Como visto, eram frequentes as notícias e acusações por divergências
políticas nas edições dos jornais regionais, sobretudo no liberal O
Araripe. Para Alves (2010), tornou-se perceptível em vários números do
periódico cratense, o cuidado em rebater as ofensas feitas pelos políticos de
cunho conservador através de outro jornal regional, a Gazeta do Cariri, bem assim como o de publicar em seus números (O Araripe), insultos e comentários sobre
os artigos publicados pelos oponentes.
Desta forma, os jornais haviam se tornado espaços em que os políticos não
apenas discutiam seus projetos, já que se acusavam mutuamente e expunham
naquele meio, respectivas representações acerca da índole e dos comportamentos
particulares de personagens que, por condescendência, a própria história fez
questão de omitir.
Referências Bibliográficas:
ALVES, Maria Daniele.
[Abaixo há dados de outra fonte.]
use std::time::Duration;

use glasspane_common::{BridgeCommand, BridgeNotification, ResizeDirection};
use glasspane_config::schema::AnimationConfig;

use super::phase::AnimationPhase;

/// Something that happened on the page.
#[derive(Debug, Clone, Copy, PartialEq, Eq)]
pub enum UiEvent {
    MinimizeClicked,
    MaximizeClicked,
    CloseClicked,
    /// The window `load` event.
    Loaded,
    /// A requested animation frame arrived.
    AnimationFrame,
    Notified(BridgeNotification),
    /// A timer scheduled by [`UiEffect::Schedule`] elapsed.
    TimerFired(Deferred),
    ResizeHandlePressed(ResizeDirection),
    /// Mouse button released anywhere on the page.
    MouseReleased,
}

/// Work postponed by a timer.
#[derive(Debug, Clone, Copy, PartialEq, Eq)]
pub enum Deferred {
    Send(BridgeCommand),
    /// Clear transient phases and show the app again.
    Reveal,
}

/// What the page does in response to an event.
#[derive(Debug, Clone, Copy, PartialEq, Eq)]
pub enum UiEffect {
    /// Replace the phase class on `#app`.
    ApplyPhase(AnimationPhase),
    /// Drop transient phase classes, leaving `visible` alone.
    ClearTransient,
    /// Apply a phase on the next animation frame.
    OnNextFrame(AnimationPhase),
    Schedule { delay: Duration, then: Deferred },
    Send(BridgeCommand),
    /// Send unless this page already sent the command.
    SendOnce(BridgeCommand),
}

/// Owns the `#app` animation phase.
///
/// Delays are fixed: the machine assumes the OS finishes minimizing,
/// maximizing or restoring within them. [`effects`](Self::effects) is the
/// transition table the page script is rendered from;
/// [`handle`](Self::handle) runs it against the machine's own state.
#[derive(Debug, Clone)]
pub struct AnimationMachine {
    phase: AnimationPhase,
    exit_delay: Duration,
    maximize_delay: Duration,
    settle_delay: Duration,
    sent_once: Vec<BridgeCommand>,
    next_frame: Option<AnimationPhase>,
}

impl AnimationMachine {
    pub fn new(config: &AnimationConfig) -> Self {
        Self {
            phase: AnimationPhase::Hidden,
            exit_delay: config.exit_delay(),
            maximize_delay: config.maximize_delay(),
            settle_delay: config.settle_delay(),
            sent_once: Vec::new(),
            next_frame: None,
        }
    }

    pub fn phase(&self) -> AnimationPhase {
        self.phase
    }

    pub fn ready_sent(&self) -> bool {
        self.sent_once.contains(&BridgeCommand::AppReady)
    }

    /// Effects the page runs for `event`, whatever the current state.
    ///
    /// Animation frames carry no effects of their own; they deliver the
    /// phase requested by an earlier [`UiEffect::OnNextFrame`].
    pub fn effects(&self, event: UiEvent) -> Vec<UiEffect> {
        match event {
            UiEvent::MinimizeClicked => self.exit_then(BridgeCommand::Minimize),
            UiEvent::CloseClicked => self.exit_then(BridgeCommand::Close),
            UiEvent::MaximizeClicked => vec![
                UiEffect::ApplyPhase(AnimationPhase::Maximizing),
                UiEffect::Schedule {
                    delay: self.maximize_delay,
                    then: Deferred::Send(BridgeCommand::Maximize),
                },
            ],
            UiEvent::Loaded => vec![
                UiEffect::OnNextFrame(AnimationPhase::Visible),
                UiEffect::SendOnce(BridgeCommand::AppReady),
            ],
            UiEvent::AnimationFrame => Vec::new(),
            UiEvent::Notified(_) => vec![UiEffect::Schedule {
                delay: self.settle_delay,
                then: Deferred::Reveal,
            }],
            UiEvent::TimerFired(Deferred::Send(command)) => vec![UiEffect::Send(command)],
            UiEvent::TimerFired(Deferred::Reveal) => vec![
                UiEffect::ClearTransient,
                UiEffect::OnNextFrame(AnimationPhase::Visible),
            ],
            UiEvent::ResizeHandlePressed(direction) => {
                vec![UiEffect::Send(BridgeCommand::StartResize(direction))]
            }
            UiEvent::MouseReleased => vec![UiEffect::Send(BridgeCommand::StopResize)],
        }
    }

    /// Run `event` through the machine. Returns the effects that took
    /// place; a `SendOnce` whose command already went out is dropped.
    pub fn handle(&mut self, event: UiEvent) -> Vec<UiEffect> {
        if event == UiEvent::AnimationFrame {
            return match self.next_frame.take() {
                Some(phase) => {
                    self.phase = phase;
                    vec![UiEffect::ApplyPhase(phase)]
                }
                None => Vec::new(),
            };
        }

        let mut done = Vec::new();
        for effect in self.effects(event) {
            match effect {
                UiEffect::ApplyPhase(phase) => self.phase = phase,
                UiEffect::ClearTransient => {
                    if self.phase.is_transient() {
                        self.phase = AnimationPhase::Hidden;
                    }
                }
                UiEffect::OnNextFrame(phase) => self.next_frame = Some(phase),
                UiEffect::SendOnce(command) => {
                    if self.sent_once.contains(&command) {
                        continue;
                    }
                    self.sent_once.push(command);
                }
                UiEffect::Schedule { .. } | UiEffect::Send(_) => {}
            }
            done.push(effect);
        }
        done
    }

    fn exit_then(&self, command: BridgeCommand) -> Vec<UiEffect> {
        vec![
            UiEffect::ApplyPhase(AnimationPhase::FadingOut),
            UiEffect::Schedule {
                delay: self.exit_delay,
                then: Deferred::Send(command),
            },
        ]
    }
}

#[cfg(test)]
mod tests {
    use super::*;

    fn machine() -> AnimationMachine {
        AnimationMachine::new(&AnimationConfig::default())
    }

    /// Feed an event, then keep feeding the frames and timers it asks
    /// for. Returns every bridge command sent and the total time waited.
    fn settle(m: &mut AnimationMachine, event: UiEvent) -> (Vec<BridgeCommand>, Duration) {
        let mut queue = vec![event];
        let mut sent = Vec::new();
        let mut waited = Duration::ZERO;
        while let Some(event) = queue.pop() {
            for effect in m.handle(event) {
                match effect {
                    UiEffect::Send(cmd) | UiEffect::SendOnce(cmd) => sent.push(cmd),
                    UiEffect::OnNextFrame(_) => queue.push(UiEvent::AnimationFrame),
                    UiEffect::Schedule { delay, then } => {
                        waited += delay;
                        queue.push(UiEvent::TimerFired(then));
                    }
                    UiEffect::ApplyPhase(_) | UiEffect::ClearTransient => {}
                }
            }
        }
        (sent, waited)
    }

    #[test]
    fn starts_hidden() {
        let m = machine();
        assert_eq!(m.phase(), AnimationPhase::Hidden);
        assert!(!m.ready_sent());
    }

    #[test]
    fn close_fades_out_before_sending() {
        let mut m = machine();
        let effects = m.handle(UiEvent::CloseClicked);
        assert_eq!(
            effects,
            vec![
                UiEffect::ApplyPhase(AnimationPhase::FadingOut),
                UiEffect::Schedule {
                    delay: Duration::from_millis(200),
                    then: Deferred::Send(BridgeCommand::Close),
                },
            ]
        );
        assert_eq!(
            m.handle(UiEvent::TimerFired(Deferred::Send(BridgeCommand::Close))),
            vec![UiEffect::Send(BridgeCommand::Close)]
        );
    }

    #[test]
    fn minimize_fades_out_before_sending() {
        let mut m = machine();
        let (sent, waited) = settle(&mut m, UiEvent::MinimizeClicked);
        assert_eq!(sent, vec![BridgeCommand::Minimize]);
        assert_eq!(waited, Duration::from_millis(200));
        assert_eq!(m.phase(), AnimationPhase::FadingOut);
    }

    #[test]
    fn maximize_dips_before_sending() {
        let mut m = machine();
        let (sent, waited) = settle(&mut m, UiEvent::MaximizeClicked);
        assert_eq!(sent, vec![BridgeCommand::Maximize]);
        assert_eq!(waited, Duration::from_millis(200));
        assert_eq!(m.phase(), AnimationPhase::Maximizing);
    }

    #[test]
    fn load_shows_app_and_signals_ready_once() {
        let mut m = machine();
        let (sent, _) = settle(&mut m, UiEvent::Loaded);
        assert_eq!(sent, vec![BridgeCommand::AppReady]);
        assert_eq!(m.phase(), AnimationPhase::Visible);

        let (sent, _) = settle(&mut m, UiEvent::Loaded);
        assert!(sent.is_empty());
        assert!(m.ready_sent());
    }

    #[test]
    fn visible_waits_for_frame() {
        let mut m = machine();
        m.handle(UiEvent::Loaded);
        assert_eq!(m.phase(), AnimationPhase::Hidden);
        m.handle(UiEvent::AnimationFrame);
        assert_eq!(m.phase(), AnimationPhase::Visible);
        // Stray frames change nothing.
        assert!(m.handle(UiEvent::AnimationFrame).is_empty());
    }

    #[test]
    fn notifications_reveal_after_settle_delay() {
        for notification in [
            BridgeNotification::Restored,
            BridgeNotification::Maximized,
            BridgeNotification::Unmaximized,
        ] {
            let mut m = machine();
            settle(&mut m, UiEvent::MaximizeClicked);
            let (sent, waited) = settle(&mut m, UiEvent::Notified(notification));
            assert!(sent.is_empty());
            assert_eq!(waited, Duration::from_millis(100));
            assert_eq!(m.phase(), AnimationPhase::Visible);
        }
    }

    #[test]
    fn reveal_clears_transient_phase_first() {
        let mut m = machine();
        m.handle(UiEvent::MinimizeClicked);
        m.handle(UiEvent::TimerFired(Deferred::Reveal));
        assert_eq!(m.phase(), AnimationPhase::Hidden);
        m.handle(UiEvent::AnimationFrame);
        assert_eq!(m.phase(), AnimationPhase::Visible);
    }

    #[test]
    fn reveal_keeps_visible_phase() {
        let mut m = machine();
        settle(&mut m, UiEvent::Loaded);
        m.handle(UiEvent::TimerFired(Deferred::Reveal));
        assert_eq!(m.phase(), AnimationPhase::Visible);
    }

    #[test]
    fn effects_do_not_depend_on_state() {
        let fresh = machine();
        let mut used = machine();
        settle(&mut used, UiEvent::Loaded);
        settle(&mut used, UiEvent::MaximizeClicked);
        for event in [
            UiEvent::Loaded,
            UiEvent::CloseClicked,
            UiEvent::TimerFired(Deferred::Reveal),
            UiEvent::Notified(BridgeNotification::Restored),
        ] {
            assert_eq!(fresh.effects(event), used.effects(event), "{event:?}");
        }
    }

    #[test]
    fn restore_after_minimize_round_trip() {
        let mut m = machine();
        settle(&mut m, UiEvent::Loaded);
        let (sent, _) = settle(&mut m, UiEvent::MinimizeClicked);
        assert_eq!(sent, vec![BridgeCommand::Minimize]);
        settle(&mut m, UiEvent::Notified(BridgeNotification::Restored));
        assert_eq!(m.phase(), AnimationPhase::Visible);
    }

    #[test]
    fn resize_handles_forward_immediately() {
        let mut m = machine();
        let dir = ResizeDirection::parse("sw").unwrap();
        assert_eq!(
            m.handle(UiEvent::ResizeHandlePressed(dir)),
            vec![UiEffect::Send(BridgeCommand::StartResize(dir))]
        );
        assert_eq!(
            m.handle(UiEvent::MouseReleased),
            vec![UiEffect::Send(BridgeCommand::StopResize)]
        );
        assert_eq!(m.phase(), AnimationPhase::Hidden);
    }

    #[test]
    fn delays_come_from_config() {
        let config = AnimationConfig {
            exit_delay_ms: 50,
            maximize_delay_ms: 75,
            settle_delay_ms: 10,
        };
        let mut m = AnimationMachine::new(&config);
        assert_eq!(settle(&mut m, UiEvent::CloseClicked).1, Duration::from_millis(50));
        assert_eq!(settle(&mut m, UiEvent::MaximizeClicked).1, Duration::from_millis(75));
        assert_eq!(
            settle(&mut m, UiEvent::Notified(BridgeNotification::Maximized)).1,
            Duration::from_millis(10)
        );
    }
}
Desejos de civilização. representações
liberais no jornal O Araripe 1855-1864. Dissertação
(Mestrado em História e Cultura). Universidade Estadual do Ceará, Fortaleza,
2010.
CALIXTO JÚNIOR, João Tavares. Venda Grande d'Aurora. Expressão
Gráfica e Editora, Fortaleza, 2012.
NOBRE, Geraldo. Introdução à História do Jornalismo Cearense. Edições
NUDOC. Departamento de História - UFC. Fortaleza, 2006.